━━━ Materials provided ━━━

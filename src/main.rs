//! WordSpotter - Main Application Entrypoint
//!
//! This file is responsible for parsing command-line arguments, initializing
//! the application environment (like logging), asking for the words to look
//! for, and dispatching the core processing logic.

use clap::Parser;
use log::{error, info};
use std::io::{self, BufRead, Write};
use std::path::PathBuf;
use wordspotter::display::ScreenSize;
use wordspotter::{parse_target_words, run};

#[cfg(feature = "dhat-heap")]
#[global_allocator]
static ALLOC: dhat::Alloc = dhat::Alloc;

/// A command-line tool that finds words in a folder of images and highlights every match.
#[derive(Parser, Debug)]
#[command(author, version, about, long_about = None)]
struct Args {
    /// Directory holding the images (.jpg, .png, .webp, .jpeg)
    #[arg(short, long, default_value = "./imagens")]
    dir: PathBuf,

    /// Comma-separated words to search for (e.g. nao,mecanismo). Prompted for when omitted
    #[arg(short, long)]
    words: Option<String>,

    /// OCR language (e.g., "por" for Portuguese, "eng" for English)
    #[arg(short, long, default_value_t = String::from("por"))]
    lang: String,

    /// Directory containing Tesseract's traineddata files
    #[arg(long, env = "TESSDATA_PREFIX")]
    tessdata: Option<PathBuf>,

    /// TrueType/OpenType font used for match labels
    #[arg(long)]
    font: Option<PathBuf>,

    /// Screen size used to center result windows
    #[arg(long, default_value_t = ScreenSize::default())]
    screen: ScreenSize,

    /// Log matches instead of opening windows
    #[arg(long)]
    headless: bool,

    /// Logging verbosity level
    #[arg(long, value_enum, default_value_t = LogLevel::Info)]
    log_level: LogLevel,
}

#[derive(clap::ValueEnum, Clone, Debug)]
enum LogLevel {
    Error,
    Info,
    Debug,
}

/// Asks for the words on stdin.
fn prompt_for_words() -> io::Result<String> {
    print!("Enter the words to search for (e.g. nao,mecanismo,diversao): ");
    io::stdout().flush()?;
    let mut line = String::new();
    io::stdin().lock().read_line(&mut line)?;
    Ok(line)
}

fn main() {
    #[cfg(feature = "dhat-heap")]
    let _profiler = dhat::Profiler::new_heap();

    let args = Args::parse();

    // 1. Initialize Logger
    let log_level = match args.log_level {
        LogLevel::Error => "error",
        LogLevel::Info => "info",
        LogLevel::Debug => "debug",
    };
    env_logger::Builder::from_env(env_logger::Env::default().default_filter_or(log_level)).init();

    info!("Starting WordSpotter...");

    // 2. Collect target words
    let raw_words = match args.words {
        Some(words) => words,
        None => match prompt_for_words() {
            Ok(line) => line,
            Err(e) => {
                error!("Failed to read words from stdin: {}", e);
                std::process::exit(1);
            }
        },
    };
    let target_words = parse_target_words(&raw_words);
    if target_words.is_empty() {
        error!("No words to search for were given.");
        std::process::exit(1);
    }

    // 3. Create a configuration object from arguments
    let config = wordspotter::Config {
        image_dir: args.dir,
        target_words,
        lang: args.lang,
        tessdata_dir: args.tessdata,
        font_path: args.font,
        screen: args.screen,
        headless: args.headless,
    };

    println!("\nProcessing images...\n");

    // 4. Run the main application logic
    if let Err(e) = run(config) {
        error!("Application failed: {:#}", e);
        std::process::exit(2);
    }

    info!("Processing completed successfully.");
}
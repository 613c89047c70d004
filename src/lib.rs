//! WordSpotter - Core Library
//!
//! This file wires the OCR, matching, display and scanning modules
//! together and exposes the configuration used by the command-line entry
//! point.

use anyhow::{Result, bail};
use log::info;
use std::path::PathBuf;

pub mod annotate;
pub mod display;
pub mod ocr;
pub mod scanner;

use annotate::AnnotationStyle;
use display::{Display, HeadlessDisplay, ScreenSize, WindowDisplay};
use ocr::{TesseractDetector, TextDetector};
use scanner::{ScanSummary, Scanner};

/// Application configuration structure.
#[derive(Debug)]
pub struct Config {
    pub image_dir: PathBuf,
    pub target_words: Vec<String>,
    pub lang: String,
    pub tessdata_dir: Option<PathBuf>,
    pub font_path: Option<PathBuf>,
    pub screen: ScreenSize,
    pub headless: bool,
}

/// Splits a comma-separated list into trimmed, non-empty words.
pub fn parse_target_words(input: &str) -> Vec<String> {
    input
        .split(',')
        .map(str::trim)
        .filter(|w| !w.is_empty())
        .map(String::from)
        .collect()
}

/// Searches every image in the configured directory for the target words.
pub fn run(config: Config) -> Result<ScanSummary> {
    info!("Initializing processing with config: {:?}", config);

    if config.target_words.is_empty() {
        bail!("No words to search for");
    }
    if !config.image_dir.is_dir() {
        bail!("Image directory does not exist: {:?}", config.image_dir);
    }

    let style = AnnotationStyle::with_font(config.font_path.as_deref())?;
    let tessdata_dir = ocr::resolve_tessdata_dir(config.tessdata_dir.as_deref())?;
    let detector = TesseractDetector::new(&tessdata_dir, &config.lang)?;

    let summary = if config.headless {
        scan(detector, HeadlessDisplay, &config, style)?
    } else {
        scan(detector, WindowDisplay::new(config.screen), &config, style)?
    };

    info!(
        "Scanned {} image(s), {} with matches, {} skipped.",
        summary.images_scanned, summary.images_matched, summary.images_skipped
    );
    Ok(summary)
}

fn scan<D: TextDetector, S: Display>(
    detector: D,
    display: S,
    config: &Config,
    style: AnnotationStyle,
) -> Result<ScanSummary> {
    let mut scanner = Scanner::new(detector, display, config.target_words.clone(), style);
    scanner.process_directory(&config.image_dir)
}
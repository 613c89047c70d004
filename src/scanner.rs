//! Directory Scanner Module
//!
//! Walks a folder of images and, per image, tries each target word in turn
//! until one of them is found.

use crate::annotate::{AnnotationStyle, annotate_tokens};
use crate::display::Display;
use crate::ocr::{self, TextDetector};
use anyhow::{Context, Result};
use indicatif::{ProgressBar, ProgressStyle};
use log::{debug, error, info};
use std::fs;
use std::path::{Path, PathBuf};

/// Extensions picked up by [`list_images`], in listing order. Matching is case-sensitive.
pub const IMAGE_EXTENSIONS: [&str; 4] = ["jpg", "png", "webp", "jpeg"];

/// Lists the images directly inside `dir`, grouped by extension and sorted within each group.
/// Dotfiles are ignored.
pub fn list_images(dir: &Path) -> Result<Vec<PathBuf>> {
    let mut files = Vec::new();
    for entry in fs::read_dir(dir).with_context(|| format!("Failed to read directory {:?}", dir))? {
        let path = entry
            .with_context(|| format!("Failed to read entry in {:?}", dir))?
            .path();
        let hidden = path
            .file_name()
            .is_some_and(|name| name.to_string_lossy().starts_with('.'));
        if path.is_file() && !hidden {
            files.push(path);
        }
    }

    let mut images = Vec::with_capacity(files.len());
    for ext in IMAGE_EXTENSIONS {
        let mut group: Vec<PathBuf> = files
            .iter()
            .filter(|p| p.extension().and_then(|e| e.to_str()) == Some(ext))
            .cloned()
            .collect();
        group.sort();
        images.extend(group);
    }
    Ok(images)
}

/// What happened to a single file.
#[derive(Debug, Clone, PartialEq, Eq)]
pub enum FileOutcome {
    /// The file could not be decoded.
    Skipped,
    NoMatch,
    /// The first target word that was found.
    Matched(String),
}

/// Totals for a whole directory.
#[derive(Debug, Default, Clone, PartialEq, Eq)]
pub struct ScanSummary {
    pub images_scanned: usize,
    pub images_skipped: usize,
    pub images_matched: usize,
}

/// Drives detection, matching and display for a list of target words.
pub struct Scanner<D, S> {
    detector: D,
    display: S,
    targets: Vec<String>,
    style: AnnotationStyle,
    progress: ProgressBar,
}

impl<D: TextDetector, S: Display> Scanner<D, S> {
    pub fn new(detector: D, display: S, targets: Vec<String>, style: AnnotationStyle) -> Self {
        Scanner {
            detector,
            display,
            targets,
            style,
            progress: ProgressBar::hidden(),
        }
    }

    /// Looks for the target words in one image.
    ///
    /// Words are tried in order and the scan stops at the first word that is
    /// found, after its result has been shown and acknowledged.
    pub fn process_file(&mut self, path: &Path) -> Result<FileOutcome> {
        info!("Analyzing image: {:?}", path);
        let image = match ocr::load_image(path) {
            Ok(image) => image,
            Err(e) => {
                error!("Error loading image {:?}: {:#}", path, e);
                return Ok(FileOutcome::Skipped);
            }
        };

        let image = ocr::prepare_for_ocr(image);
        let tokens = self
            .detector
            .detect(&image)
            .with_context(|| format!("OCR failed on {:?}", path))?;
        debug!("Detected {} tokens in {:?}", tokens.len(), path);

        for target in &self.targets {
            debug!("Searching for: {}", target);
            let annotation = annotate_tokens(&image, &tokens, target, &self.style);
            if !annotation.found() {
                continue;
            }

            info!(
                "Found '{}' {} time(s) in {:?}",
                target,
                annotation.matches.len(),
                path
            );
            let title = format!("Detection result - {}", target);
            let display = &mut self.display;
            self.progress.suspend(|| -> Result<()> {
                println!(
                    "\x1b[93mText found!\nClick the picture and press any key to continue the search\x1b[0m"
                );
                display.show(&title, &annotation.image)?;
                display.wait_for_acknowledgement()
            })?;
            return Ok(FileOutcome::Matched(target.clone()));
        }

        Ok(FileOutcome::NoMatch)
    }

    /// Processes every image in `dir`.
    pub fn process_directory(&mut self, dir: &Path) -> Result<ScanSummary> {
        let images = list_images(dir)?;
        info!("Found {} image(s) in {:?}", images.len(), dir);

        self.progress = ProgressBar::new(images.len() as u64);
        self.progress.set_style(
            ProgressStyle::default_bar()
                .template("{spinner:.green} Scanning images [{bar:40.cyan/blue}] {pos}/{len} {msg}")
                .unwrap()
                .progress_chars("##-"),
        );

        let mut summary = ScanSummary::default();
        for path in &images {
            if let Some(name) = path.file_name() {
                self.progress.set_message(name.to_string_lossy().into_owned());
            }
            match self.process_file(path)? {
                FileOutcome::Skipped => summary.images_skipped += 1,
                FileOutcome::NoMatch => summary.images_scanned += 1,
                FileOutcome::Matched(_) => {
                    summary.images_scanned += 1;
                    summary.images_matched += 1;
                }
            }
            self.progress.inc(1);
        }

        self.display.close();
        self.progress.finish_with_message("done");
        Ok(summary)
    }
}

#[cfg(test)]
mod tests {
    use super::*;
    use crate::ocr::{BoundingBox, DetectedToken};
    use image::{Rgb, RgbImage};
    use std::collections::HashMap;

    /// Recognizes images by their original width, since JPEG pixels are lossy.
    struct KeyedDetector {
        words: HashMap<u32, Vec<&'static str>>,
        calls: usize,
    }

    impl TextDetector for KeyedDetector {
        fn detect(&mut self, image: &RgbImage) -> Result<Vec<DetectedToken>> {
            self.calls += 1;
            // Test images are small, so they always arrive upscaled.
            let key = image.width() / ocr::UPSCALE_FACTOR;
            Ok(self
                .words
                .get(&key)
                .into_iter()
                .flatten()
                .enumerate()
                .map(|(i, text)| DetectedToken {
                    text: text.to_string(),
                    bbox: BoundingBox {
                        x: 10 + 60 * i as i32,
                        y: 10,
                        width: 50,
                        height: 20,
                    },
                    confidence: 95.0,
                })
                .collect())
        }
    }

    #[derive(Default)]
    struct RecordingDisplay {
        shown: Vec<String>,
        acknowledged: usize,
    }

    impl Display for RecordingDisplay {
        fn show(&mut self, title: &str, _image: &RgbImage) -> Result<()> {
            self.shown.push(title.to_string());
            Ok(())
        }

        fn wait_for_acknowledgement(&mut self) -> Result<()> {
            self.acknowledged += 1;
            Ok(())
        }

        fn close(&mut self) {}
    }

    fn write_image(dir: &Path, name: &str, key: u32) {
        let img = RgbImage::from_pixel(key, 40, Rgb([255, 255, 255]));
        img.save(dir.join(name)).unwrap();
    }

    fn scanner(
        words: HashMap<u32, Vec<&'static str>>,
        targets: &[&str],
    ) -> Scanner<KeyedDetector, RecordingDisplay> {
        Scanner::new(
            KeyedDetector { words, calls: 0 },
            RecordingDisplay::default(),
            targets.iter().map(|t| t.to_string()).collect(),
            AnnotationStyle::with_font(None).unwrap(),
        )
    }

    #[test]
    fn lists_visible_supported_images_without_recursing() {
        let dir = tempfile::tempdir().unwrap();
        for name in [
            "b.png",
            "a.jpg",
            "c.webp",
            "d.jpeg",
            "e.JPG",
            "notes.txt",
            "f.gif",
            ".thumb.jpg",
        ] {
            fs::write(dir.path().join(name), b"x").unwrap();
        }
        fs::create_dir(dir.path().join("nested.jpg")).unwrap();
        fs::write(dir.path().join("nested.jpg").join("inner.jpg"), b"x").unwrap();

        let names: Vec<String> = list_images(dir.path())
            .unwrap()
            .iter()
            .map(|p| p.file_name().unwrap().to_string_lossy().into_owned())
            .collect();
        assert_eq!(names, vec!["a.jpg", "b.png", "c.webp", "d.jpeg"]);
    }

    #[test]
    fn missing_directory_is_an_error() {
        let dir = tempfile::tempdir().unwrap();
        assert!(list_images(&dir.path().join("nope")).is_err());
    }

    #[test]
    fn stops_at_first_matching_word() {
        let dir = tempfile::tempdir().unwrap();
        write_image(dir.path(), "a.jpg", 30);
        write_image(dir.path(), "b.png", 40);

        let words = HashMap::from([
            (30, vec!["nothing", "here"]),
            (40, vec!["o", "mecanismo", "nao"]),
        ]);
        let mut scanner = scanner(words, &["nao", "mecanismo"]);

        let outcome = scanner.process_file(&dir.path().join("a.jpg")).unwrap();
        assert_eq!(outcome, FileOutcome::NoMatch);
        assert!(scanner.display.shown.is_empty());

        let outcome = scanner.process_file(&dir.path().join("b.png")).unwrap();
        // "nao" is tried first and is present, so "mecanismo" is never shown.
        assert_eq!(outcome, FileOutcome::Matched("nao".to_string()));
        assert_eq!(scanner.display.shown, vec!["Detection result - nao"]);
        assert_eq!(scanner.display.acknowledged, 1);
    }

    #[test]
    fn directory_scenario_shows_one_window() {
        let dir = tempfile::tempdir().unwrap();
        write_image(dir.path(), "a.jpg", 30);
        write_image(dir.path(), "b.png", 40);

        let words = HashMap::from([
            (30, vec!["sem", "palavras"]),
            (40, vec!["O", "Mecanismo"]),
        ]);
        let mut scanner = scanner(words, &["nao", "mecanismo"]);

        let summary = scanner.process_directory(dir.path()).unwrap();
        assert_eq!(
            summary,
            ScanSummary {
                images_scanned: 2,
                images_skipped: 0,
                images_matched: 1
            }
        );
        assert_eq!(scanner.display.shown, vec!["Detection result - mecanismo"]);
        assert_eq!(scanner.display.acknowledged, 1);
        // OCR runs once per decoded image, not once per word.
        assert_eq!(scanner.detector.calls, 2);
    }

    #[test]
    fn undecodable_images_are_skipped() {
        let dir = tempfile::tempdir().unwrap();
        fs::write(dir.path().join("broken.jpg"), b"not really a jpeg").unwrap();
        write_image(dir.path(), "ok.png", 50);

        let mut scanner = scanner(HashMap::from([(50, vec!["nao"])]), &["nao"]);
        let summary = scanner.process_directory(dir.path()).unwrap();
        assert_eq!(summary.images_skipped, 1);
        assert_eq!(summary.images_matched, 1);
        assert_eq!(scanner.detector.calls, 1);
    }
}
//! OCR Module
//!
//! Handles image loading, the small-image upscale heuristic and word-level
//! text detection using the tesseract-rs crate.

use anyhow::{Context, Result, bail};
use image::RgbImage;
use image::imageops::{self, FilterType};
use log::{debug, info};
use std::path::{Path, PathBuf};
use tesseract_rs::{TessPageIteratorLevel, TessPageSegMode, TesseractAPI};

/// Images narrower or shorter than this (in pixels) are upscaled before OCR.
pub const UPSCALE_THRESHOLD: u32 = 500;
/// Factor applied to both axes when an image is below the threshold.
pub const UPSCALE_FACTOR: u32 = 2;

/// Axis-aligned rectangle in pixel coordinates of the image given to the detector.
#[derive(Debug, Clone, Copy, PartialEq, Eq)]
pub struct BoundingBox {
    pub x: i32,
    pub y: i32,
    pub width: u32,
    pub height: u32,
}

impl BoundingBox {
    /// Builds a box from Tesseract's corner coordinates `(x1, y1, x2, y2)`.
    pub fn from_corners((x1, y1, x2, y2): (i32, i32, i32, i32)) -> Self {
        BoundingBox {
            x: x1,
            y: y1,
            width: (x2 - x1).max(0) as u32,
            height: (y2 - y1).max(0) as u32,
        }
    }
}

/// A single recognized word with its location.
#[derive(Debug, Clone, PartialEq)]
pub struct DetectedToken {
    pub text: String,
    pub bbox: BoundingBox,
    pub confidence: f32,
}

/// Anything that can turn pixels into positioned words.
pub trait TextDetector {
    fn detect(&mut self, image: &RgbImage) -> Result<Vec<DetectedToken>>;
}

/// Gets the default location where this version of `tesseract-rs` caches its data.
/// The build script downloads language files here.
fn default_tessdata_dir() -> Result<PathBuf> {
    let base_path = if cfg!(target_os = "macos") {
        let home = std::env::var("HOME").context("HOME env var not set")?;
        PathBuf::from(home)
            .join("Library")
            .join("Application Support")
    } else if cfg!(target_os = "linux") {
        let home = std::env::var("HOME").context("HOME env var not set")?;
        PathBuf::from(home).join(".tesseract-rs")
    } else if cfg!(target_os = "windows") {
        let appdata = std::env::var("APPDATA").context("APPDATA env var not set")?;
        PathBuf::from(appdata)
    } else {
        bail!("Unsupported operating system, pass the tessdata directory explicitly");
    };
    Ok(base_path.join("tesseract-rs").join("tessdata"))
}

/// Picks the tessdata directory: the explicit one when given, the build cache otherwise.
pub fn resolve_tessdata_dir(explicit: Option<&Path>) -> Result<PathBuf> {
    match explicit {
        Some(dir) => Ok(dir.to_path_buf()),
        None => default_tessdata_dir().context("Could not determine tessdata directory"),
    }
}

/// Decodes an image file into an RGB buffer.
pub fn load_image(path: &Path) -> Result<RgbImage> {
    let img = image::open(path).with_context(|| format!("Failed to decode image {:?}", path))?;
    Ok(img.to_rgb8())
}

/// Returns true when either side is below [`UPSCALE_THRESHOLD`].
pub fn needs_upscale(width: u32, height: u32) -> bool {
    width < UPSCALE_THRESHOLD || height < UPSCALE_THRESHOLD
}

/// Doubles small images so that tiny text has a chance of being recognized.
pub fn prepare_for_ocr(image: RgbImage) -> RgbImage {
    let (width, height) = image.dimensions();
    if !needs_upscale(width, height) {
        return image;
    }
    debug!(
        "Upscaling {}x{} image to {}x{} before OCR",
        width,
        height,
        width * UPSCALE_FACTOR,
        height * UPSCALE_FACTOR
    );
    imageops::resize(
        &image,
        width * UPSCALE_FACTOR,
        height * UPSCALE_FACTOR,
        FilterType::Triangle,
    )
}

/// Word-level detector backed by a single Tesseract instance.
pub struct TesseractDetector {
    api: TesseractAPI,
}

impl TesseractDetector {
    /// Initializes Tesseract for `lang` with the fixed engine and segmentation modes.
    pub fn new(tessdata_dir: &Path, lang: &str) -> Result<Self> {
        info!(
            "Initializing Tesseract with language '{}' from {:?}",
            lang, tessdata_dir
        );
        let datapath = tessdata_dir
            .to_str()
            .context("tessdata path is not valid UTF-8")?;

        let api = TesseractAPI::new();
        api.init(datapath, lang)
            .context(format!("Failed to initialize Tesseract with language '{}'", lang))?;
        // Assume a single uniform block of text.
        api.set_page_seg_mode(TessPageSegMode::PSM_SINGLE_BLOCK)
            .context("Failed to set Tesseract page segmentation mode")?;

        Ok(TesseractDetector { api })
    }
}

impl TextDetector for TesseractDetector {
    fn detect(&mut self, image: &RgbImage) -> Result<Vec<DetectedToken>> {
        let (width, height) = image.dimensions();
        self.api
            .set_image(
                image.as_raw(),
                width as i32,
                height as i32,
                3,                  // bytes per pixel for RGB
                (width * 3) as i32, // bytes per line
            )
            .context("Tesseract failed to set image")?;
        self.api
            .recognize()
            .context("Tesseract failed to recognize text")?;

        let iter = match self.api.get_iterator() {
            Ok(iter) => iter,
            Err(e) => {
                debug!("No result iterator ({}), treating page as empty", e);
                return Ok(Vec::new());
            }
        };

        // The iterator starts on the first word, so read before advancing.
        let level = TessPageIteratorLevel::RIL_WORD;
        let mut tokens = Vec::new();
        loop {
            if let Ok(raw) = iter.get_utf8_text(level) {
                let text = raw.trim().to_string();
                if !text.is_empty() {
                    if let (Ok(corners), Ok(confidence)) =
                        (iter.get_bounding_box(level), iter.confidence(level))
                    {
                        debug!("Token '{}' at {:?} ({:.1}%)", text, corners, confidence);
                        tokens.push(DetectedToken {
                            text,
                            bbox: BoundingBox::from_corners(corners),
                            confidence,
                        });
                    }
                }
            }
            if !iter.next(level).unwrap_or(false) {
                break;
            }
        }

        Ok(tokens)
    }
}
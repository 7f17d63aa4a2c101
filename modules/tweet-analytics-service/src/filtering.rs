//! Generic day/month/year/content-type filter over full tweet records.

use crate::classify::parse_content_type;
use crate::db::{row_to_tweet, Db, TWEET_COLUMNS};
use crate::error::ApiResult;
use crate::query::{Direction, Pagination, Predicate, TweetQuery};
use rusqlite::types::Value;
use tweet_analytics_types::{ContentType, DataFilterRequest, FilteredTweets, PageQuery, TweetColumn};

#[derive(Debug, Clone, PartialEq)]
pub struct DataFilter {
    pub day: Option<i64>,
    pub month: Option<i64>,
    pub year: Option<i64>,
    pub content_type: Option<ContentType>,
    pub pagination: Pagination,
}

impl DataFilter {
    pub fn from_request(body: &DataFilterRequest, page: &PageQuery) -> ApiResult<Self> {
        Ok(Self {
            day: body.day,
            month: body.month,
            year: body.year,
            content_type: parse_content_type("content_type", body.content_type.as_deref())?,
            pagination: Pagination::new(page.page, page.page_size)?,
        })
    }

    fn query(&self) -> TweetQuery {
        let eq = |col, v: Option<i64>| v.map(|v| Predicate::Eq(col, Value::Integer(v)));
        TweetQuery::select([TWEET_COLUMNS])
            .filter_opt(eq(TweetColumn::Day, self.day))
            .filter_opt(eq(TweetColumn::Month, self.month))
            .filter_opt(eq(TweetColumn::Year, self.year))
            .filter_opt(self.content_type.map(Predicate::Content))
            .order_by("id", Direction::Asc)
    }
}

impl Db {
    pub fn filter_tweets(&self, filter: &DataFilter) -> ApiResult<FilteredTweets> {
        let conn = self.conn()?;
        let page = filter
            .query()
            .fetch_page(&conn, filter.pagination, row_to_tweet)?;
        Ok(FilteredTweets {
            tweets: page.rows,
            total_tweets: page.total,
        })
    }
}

━━━

## Exercise instructions
When a line among the entries contains "height", pull that line out.

## Solution for this problem
                        height: 20,
    pub height: u32,
            height: (y2 - y1).max(0) as u32,
pub fn needs_upscale(width: u32, height: u32) -> bool {
    width < UPSCALE_THRESHOLD || height < UPSCALE_THRESHOLD
    let (width, height) = image.dimensions();
    if !needs_upscale(width, height) {
        height,
        height * UPSCALE_FACTOR
        height * UPSCALE_FACTOR,
        let (width, height) = image.dimensions();
                height as i32,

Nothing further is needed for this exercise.